Start of AVAILABLE DATA
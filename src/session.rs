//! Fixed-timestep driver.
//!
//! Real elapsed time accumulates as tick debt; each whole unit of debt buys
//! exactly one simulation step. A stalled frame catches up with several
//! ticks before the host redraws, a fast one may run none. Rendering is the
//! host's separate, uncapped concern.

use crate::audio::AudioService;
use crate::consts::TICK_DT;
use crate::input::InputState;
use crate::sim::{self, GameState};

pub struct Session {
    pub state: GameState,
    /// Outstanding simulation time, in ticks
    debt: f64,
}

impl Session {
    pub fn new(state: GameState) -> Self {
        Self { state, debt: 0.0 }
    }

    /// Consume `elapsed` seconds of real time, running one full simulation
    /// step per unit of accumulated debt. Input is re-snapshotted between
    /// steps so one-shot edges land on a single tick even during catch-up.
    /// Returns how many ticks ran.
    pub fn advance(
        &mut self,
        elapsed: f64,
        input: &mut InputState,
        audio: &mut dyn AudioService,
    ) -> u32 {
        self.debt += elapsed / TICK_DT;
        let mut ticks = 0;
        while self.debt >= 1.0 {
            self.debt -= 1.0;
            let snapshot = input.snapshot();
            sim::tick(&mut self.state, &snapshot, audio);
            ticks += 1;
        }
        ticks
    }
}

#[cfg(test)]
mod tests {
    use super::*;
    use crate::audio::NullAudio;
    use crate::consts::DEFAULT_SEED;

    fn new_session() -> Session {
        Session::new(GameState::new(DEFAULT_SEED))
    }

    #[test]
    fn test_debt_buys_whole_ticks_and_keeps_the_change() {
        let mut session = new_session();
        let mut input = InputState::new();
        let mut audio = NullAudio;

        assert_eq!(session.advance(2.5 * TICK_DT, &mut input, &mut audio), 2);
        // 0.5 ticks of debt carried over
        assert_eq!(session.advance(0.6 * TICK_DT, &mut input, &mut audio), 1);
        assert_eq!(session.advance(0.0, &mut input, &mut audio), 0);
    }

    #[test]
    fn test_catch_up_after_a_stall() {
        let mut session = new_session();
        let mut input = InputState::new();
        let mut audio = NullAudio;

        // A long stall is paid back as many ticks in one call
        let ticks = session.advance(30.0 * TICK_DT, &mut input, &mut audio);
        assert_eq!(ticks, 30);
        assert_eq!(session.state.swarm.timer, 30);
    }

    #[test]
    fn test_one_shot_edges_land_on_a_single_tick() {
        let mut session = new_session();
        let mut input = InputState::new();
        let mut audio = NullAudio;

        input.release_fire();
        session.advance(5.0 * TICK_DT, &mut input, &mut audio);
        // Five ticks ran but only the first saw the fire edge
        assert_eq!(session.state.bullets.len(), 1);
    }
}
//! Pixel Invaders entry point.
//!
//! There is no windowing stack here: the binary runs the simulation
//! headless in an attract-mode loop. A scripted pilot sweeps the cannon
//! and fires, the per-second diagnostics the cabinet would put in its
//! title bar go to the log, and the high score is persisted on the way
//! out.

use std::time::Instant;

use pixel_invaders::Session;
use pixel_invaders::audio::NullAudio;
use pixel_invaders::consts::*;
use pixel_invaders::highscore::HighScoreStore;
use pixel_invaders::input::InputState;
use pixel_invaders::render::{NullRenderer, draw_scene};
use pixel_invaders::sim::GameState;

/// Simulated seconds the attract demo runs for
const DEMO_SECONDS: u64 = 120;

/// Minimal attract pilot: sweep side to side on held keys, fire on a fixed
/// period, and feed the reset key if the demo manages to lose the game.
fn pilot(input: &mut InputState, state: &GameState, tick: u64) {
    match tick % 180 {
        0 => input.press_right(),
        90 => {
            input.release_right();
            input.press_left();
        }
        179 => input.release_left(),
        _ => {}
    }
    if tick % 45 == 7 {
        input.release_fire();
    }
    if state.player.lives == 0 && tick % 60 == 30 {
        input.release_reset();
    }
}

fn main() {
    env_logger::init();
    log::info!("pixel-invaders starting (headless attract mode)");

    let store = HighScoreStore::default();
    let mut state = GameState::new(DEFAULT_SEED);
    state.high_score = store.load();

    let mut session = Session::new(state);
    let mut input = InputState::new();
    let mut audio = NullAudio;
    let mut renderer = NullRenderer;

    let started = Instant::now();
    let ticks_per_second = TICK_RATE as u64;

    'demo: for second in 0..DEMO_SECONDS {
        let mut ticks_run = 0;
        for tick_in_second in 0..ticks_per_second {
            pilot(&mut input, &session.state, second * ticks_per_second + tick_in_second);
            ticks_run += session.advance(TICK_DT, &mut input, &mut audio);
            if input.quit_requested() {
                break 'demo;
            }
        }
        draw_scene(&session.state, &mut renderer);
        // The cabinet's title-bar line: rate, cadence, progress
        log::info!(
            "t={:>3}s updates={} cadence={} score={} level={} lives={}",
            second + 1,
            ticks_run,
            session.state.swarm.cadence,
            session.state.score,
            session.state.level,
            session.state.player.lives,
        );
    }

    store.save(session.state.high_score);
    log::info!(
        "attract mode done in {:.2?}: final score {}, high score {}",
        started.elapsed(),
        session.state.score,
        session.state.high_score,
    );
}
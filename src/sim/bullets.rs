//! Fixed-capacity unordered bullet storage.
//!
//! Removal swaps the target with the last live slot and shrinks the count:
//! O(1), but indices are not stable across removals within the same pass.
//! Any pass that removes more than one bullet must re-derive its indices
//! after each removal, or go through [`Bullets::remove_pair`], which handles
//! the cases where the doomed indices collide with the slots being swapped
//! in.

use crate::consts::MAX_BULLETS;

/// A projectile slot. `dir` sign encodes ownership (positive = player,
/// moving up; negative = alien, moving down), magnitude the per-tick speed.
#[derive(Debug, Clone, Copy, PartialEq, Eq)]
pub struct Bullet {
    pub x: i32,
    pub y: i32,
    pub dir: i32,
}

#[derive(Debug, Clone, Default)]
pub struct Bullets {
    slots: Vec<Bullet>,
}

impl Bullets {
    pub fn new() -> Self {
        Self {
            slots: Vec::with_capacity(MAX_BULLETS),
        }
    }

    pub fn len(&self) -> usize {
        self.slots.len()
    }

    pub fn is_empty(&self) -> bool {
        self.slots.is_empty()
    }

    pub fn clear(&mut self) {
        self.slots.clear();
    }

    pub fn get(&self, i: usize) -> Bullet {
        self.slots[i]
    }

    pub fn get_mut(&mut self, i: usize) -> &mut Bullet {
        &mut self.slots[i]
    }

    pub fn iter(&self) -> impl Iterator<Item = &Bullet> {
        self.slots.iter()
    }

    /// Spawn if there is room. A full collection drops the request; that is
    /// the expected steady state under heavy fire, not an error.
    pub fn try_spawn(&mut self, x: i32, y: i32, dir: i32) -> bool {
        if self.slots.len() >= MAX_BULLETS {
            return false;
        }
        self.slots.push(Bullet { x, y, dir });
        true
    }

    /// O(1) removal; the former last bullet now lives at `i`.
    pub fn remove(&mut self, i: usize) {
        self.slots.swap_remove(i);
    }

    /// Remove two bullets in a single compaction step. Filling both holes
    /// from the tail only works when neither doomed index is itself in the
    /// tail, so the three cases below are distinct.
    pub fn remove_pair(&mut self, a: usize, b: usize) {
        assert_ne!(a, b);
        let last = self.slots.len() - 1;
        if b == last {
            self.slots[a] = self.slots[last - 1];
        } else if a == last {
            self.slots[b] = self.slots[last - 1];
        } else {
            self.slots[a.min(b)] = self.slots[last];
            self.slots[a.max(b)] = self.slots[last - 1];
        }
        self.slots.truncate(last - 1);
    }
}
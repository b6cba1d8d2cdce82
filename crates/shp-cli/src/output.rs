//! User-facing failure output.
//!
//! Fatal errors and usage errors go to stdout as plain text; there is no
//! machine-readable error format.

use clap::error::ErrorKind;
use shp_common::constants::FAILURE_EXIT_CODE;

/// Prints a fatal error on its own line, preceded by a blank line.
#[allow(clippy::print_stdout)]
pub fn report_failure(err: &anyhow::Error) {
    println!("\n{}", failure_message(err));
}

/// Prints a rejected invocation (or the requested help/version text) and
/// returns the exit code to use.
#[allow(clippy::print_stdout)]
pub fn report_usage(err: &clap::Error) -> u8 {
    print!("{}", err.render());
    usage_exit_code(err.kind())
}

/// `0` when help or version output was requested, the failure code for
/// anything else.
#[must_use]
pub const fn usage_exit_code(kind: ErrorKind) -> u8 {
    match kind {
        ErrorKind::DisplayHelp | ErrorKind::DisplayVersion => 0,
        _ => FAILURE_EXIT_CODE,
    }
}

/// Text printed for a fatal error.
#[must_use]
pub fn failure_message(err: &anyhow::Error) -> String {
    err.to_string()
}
End of AVAILABLE DATA
> [WORK ITEM] Each line above that contains the word "mode" should be counted, and only the total given.

> [EXERCISE SOLUTION] 3